|
|
Archives of the TeradataForum
Message Posted: Mon, 10 Nov 2003 @ 16:07:20 GMT
Subj: | | Re: Count of Distinct Rows |
|
From: | | Claybourne Barrineau |
Teradata is looking into this. Thanks for everyone's input!
I'm attaching an example of the query and a good and bad explain.
Thanks,
Clay
select t1.cma_no
from CMA_TABLES.cma t1
left outer join
CMA_TABLES.cma_org_select t2
on t1.cma_no = t2.cma_no
where t2.cma_no is null
and t1.cma_status = 'A';
********************************************
Without stats on T2's UPI:
The optimizer decides to redistribute T2 based on T1s UPI (CMA_No)
elapsed time=~2 seconds
********************************************
40 AMPs
Explanation -------------------------------------------------- | |
| 1) | First, we lock a distinct CMA_TABLES."pseudo table" for read on a RowHash to prevent global deadlock for CMA_TABLES.t2.
| |
| 2) | Next, we lock a distinct CMA_TABLES."pseudo table" for read on a RowHash to prevent global deadlock for CMA_TABLES.t1.
| |
| 3) | We lock CMA_TABLES.t2 for read, and we lock CMA_TABLES.t1 for read.
| |
| 4) | We do an all-AMPs RETRIEVE step from CMA_TABLES.t2 by way of an all-rows scan with no residual conditions into Spool 2 (all_amps),
which is redistributed by hash code to all AMPs. Then we do a SORT to order Spool 2 by row hash. The size of Spool 2 is estimated with low
confidence to be 3,617,040 rows.

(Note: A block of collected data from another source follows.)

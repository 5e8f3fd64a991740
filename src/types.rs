// =============================================================================
// Shared types — the Core's data model (strategies, accounts, orders)
// =============================================================================

use serde::{Deserialize, Serialize};

/// Balance snapshot for a single asset from the exchange.
#[derive(Debug, Clone, Serialize, Deserialize)]
pub struct BalanceInfo {
    pub asset: String,
    #[serde(default)]
    pub free: f64,
    #[serde(default)]
    pub locked: f64,
}

/// Exchange the Core speaks to.
#[derive(Debug, Clone, Copy, PartialEq, Eq, Hash, Serialize, Deserialize)]
#[serde(rename_all = "lowercase")]
pub enum Venue {
    Binance,
    Okx,
}

impl std::fmt::Display for Venue {
    fn fmt(&self, f: &mut std::fmt::Formatter<'_>) -> std::fmt::Result {
        match self {
            Self::Binance => write!(f, "binance"),
            Self::Okx => write!(f, "okx"),
        }
    }
}

/// Market variant: changes endpoints, symbols, and capabilities.
#[derive(Debug, Clone, Copy, PartialEq, Eq, Hash, Serialize, Deserialize)]
#[serde(rename_all = "snake_case")]
pub enum MarketVariant {
    Spot,
    UsdtPerp,
    CoinPerp,
}

impl std::fmt::Display for MarketVariant {
    fn fmt(&self, f: &mut std::fmt::Formatter<'_>) -> std::fmt::Result {
        match self {
            Self::Spot => write!(f, "spot"),
            Self::UsdtPerp => write!(f, "usdt_perp"),
            Self::CoinPerp => write!(f, "coin_perp"),
        }
    }
}

impl MarketVariant {
    pub fn is_perp(self) -> bool {
        matches!(self, Self::UsdtPerp | Self::CoinPerp)
    }
}

impl std::str::FromStr for MarketVariant {
    type Err = String;

    fn from_str(s: &str) -> Result<Self, Self::Err> {
        match s.to_ascii_lowercase().as_str() {
            "spot" => Ok(Self::Spot),
            "usdt_perp" | "usdtperp" | "usdt-perp" => Ok(Self::UsdtPerp),
            "coin_perp" | "coinperp" | "coin-perp" => Ok(Self::CoinPerp),
            other => Err(format!("unknown market variant '{other}'")),
        }
    }
}

#[derive(Debug, Clone, Copy, PartialEq, Eq, Serialize, Deserialize)]
#[serde(rename_all = "UPPERCASE")]
pub enum Side {
    Buy,
    Sell,
}

impl std::fmt::Display for Side {
    fn fmt(&self, f: &mut std::fmt::Formatter<'_>) -> std::fmt::Result {
        match self {
            Self::Buy => write!(f, "BUY"),
            Self::Sell => write!(f, "SELL"),
        }
    }
}

#[derive(Debug, Clone, Copy, PartialEq, Eq, Serialize, Deserialize)]
#[serde(rename_all = "SCREAMING_SNAKE_CASE")]
pub enum OrderType {
    Market,
    Limit,
    Stop,
    StopLimit,
    TakeProfit,
    TpLimit,
    PostOnly,
}

#[derive(Debug, Clone, Copy, PartialEq, Eq, Serialize, Deserialize)]
#[serde(rename_all = "UPPERCASE")]
pub enum Tif {
    Gtc,
    Ioc,
    Fok,
    #[serde(rename = "POST_ONLY")]
    PostOnly,
}

#[derive(Debug, Clone, Copy, PartialEq, Eq, Serialize, Deserialize)]
#[serde(rename_all = "UPPERCASE")]
pub enum PosSide {
    Net,
    Long,
    Short,
}

impl Default for PosSide {
    fn default() -> Self {
        Self::Net
    }
}

/// Order lifecycle. See data-model invariants: terminal states are retained
/// for report correlation until a configurable TTL, not removed on reach.
#[derive(Debug, Clone, Copy, PartialEq, Eq, Serialize, Deserialize)]
#[serde(rename_all = "SCREAMING_SNAKE_CASE")]
pub enum OrderState {
    New,
    Submitted,
    Accepted,
    Partial,
    Filled,
    Cancelled,
    Rejected,
    Failed,
}

impl OrderState {
    pub fn is_terminal(self) -> bool {
        matches!(self, Self::Filled | Self::Cancelled | Self::Rejected | Self::Failed)
    }
}

/// Exchange credentials. `passphrase` is required for venues that use it
/// (OKX) and forbidden for venues that don't (Binance); that asymmetry is
/// validated at registry load time, not baked into this type.
#[derive(Clone, Serialize, Deserialize)]
pub struct CredentialSet {
    pub api_key: String,
    pub secret: String,
    #[serde(default, skip_serializing_if = "Option::is_none")]
    pub passphrase: Option<String>,
}

impl std::fmt::Debug for CredentialSet {
    fn fmt(&self, f: &mut std::fmt::Formatter<'_>) -> std::fmt::Result {
        f.debug_struct("CredentialSet")
            .field("api_key", &"<redacted>")
            .field("secret", &"<redacted>")
            .field("passphrase", &self.passphrase.as_ref().map(|_| "<redacted>"))
            .finish()
    }
}

#[derive(Debug, Clone, Serialize, Deserialize)]
pub struct Account {
    pub venue: Venue,
    pub market_variant: MarketVariant,
    pub credentials: CredentialSet,
    #[serde(default)]
    pub is_testnet: bool,
    #[serde(default, skip_serializing_if = "Option::is_none")]
    pub proxy: Option<String>,
}

#[derive(Debug, Clone, Serialize, Deserialize)]
pub struct Contact {
    pub name: String,
    pub channel: String,
    pub value: String,
}

fn default_max_order_rate_per_min() -> u32 {
    60
}

#[derive(Debug, Clone, Serialize, Deserialize)]
pub struct RiskConfig {
    #[serde(default)]
    pub max_position_value: f64,
    #[serde(default)]
    pub max_daily_loss: f64,
    #[serde(default)]
    pub max_order_value: f64,
    #[serde(default = "default_max_order_rate_per_min")]
    pub max_order_rate_per_min: u32,
}

impl Default for RiskConfig {
    fn default() -> Self {
        Self {
            max_position_value: 0.0,
            max_daily_loss: 0.0,
            max_order_value: 0.0,
            max_order_rate_per_min: default_max_order_rate_per_min(),
        }
    }
}

/// A strategy's identity plus the account it trades through. Loaded by the
/// registry; immutable for the strategy's lifecycle apart from `enabled`.
#[derive(Debug, Clone, Serialize, Deserialize)]
pub struct Strategy {
    pub strategy_id: String,
    #[serde(default)]
    pub display_name: String,
    #[serde(default)]
    pub kind: String,
    #[serde(default = "default_enabled")]
    pub enabled: bool,
    pub account: Account,
    #[serde(default)]
    pub contacts: Vec<Contact>,
    #[serde(default)]
    pub risk_control: RiskConfig,
}

fn default_enabled() -> bool {
    true
}

#[derive(Debug, Clone, PartialEq, Eq, Hash, Serialize, Deserialize)]
pub struct InstrumentRef {
    pub venue: Venue,
    pub market_variant: MarketVariant,
    pub canonical_symbol: String,
}

/// An order as tracked by the router's in-flight table.
#[derive(Debug, Clone, Serialize, Deserialize)]
pub struct Order {
    pub client_order_id: String,
    #[serde(default, skip_serializing_if = "Option::is_none")]
    pub venue_order_id: Option<String>,
    pub strategy_id: String,
    pub symbol: String,
    pub side: Side,
    #[serde(rename = "type")]
    pub order_type: OrderType,
    #[serde(default)]
    pub tif: Option<Tif>,
    pub qty: f64,
    #[serde(default, skip_serializing_if = "Option::is_none")]
    pub price: Option<f64>,
    #[serde(default)]
    pub pos_side: PosSide,
    pub state: OrderState,
}

#[derive(Debug, Clone, Serialize, Deserialize)]
#[serde(rename_all = "snake_case")]
pub enum ReportType {
    OrderUpdate,
    CancelResult,
    BatchResult,
    RegisterResult,
    AccountUpdate,
    PositionUpdate,
    BalanceUpdate,
}

#[derive(Debug, Clone, Serialize, Deserialize)]
pub struct OrderReport {
    #[serde(rename = "type")]
    pub report_type: ReportType,
    pub strategy_id: String,
    #[serde(default, skip_serializing_if = "Option::is_none")]
    pub client_order_id: Option<String>,
    #[serde(default, skip_serializing_if = "Option::is_none")]
    pub venue_order_id: Option<String>,
    pub status: OrderState,
    #[serde(default)]
    pub filled_qty: f64,
    #[serde(default)]
    pub avg_fill_price: f64,
    #[serde(default, skip_serializing_if = "Option::is_none")]
    pub fee: Option<f64>,
    #[serde(default, skip_serializing_if = "Option::is_none")]
    pub error_code: Option<String>,
    #[serde(default, skip_serializing_if = "Option::is_none")]
    pub error_msg: Option<String>,
    pub ts: i64,
}

#[derive(Debug, Clone, Serialize, Deserialize)]
pub struct Subscription {
    pub strategy_id: String,
    pub venue: Venue,
    pub channel: String,
    pub symbol: String,
    #[serde(default, skip_serializing_if = "Option::is_none")]
    pub interval: Option<String>,
}

#[cfg(test)]
mod tests {
    use super::*;

    #[test]
    fn order_state_terminality() {
        assert!(OrderState::Filled.is_terminal());
        assert!(OrderState::Failed.is_terminal());
        assert!(!OrderState::Submitted.is_terminal());
        assert!(!OrderState::Accepted.is_terminal());
    }

    #[test]
    fn credential_set_debug_redacts_secret() {
        let creds = CredentialSet {
            api_key: "pub-key".into(),
            secret: "super-secret".into(),
            passphrase: Some("pw".into()),
        };
        let rendered = format!("{creds:?}");
        assert!(!rendered.contains("super-secret"));
        assert!(!rendered.contains("\"pw\""));
    }

    #[test]
    fn market_variant_perp_gate() {
        assert!(MarketVariant::UsdtPerp.is_perp());
        assert!(MarketVariant::CoinPerp.is_perp());
        assert!(!MarketVariant::Spot.is_perp());
    }

    #[test]
    fn market_variant_from_str_accepts_aliases() {
        use std::str::FromStr;
        assert_eq!(MarketVariant::from_str("usdt_perp").unwrap(), MarketVariant::UsdtPerp);
        assert_eq!(MarketVariant::from_str("COIN-PERP").unwrap(), MarketVariant::CoinPerp);
        assert!(MarketVariant::from_str("bogus").is_err());
    }
}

The estimated time for this step is 7.62 seconds.
| |
| 5) | We do an all-AMPs JOIN step from CMA_TABLES.t1 by way of a RowHash match scan with a condition of ("CMA_TABLES.t1.CMA_STATUS = 'A'"),
which is joined to Spool 2 (Last Use). CMA_TABLES.t1 and Spool 2 are left outer joined using a merge join, with a join condition of
("CMA_TABLES.t1.CMA_NO = Cma_No"). The result goes into Spool 3 (all_amps), which is built locally on the AMPs. The size of Spool 3 is
estimated with low confidence to be 2,761,961 rows. The estimated time for this step is 0.77 seconds.
| |
| 6) | We do an all-AMPs RETRIEVE step from Spool 3 (Last Use) by way of an all-rows scan with a condition of ("Cma_No IS NULL") into Spool
1 (group_amps), which is built locally on the AMPs. The size of Spool 1 is estimated with low confidence to be 2,761,961 rows. The
estimated time for this step is 1.44 seconds.
| |
| 7) | Finally, we send out an END TRANSACTION step to all AMPs involved in processing the request.
| |
| -> | The contents of Spool 1 are sent back to the user as the result of statement 1. The total estimated time is 9.83 seconds.
| |
********************************************
With stats on T2's UPI (which looks like 1 unique value to the optimizer):
The optimizer decides to duplicate T2 to all amps then join to a T1 amp
locally
elapsed time=~1:55 seconds
********************************************
Explanation -------------------------------------------------- | |
| 1) | First, we lock a distinct CMA_TABLES."pseudo table" for read on a RowHash to prevent global deadlock for CMA_TABLES.t2.
| |
| 2) | Next, we lock a distinct CMA_TABLES."pseudo table" for read on a RowHash to prevent global deadlock for CMA_TABLES.t1.
| |
| 3) | We lock CMA_TABLES.t2 for read, and we lock CMA_TABLES.t1 for read.
| |
| 4) | We execute the following steps in parallel.
| |
| |
| 1) | We do an all-AMPs RETRIEVE step from CMA_TABLES.t1 by way of an all-rows scan with a condition of ("CMA_TABLES.t1.CMA_STATUS =
'A'") into Spool 2 (all_amps), which is built locally on the AMPs. Then we do a SORT to order Spool 2 by row hash. The size of Spool 2 is
estimated with high confidence to be 253,925 rows. The estimated time for this step is 0.76 seconds.
| | |
| |
| 2) | We do an all-AMPs RETRIEVE step from CMA_TABLES.t2 by way of an all-rows scan with no residual conditions into Spool 3 (all_amps),
which is duplicated on all AMPs. Then we do a SORT to order Spool 3 by row hash. The result spool file will not be cached in memory. The
size of Spool 3 is estimated with high confidence to be 144,205,840 rows. The estimated time for this step is 6 minutes and 20 seconds.
| | |
| 5) | We do an all-AMPs JOIN step from Spool 2 (Last Use) by way of a RowHash match scan, which is joined to Spool 3 (Last Use). Spool 2
and Spool 3 are left outer joined using a merge join, with a join condition of ("CMA_NO = Cma_No"). The result goes into Spool 4
(all_amps), which is built locally on the AMPs. The size of Spool 4 is estimated with low confidence to be 2,752,879 rows. The estimated
time for this step is 12.36 seconds.
| |
| 6) | We do an all-AMPs RETRIEVE step from Spool 4 (Last Use) by way of an all-rows scan with a condition of ("Cma_No IS NULL") into Spool
1 (group_amps), which is built locally on the AMPs. The size of Spool 1 is estimated with low confidence to be 2,752,879 rows. The
estimated time for this step is 1.43 seconds.
| |
| 7) | Finally, we send out an END TRANSACTION step to all AMPs involved in processing the request.
| |
| -> | The contents of Spool 1 are sent back to the user as the result of statement 1. The total estimated time is 6 minutes and 34
seconds.
| |
| |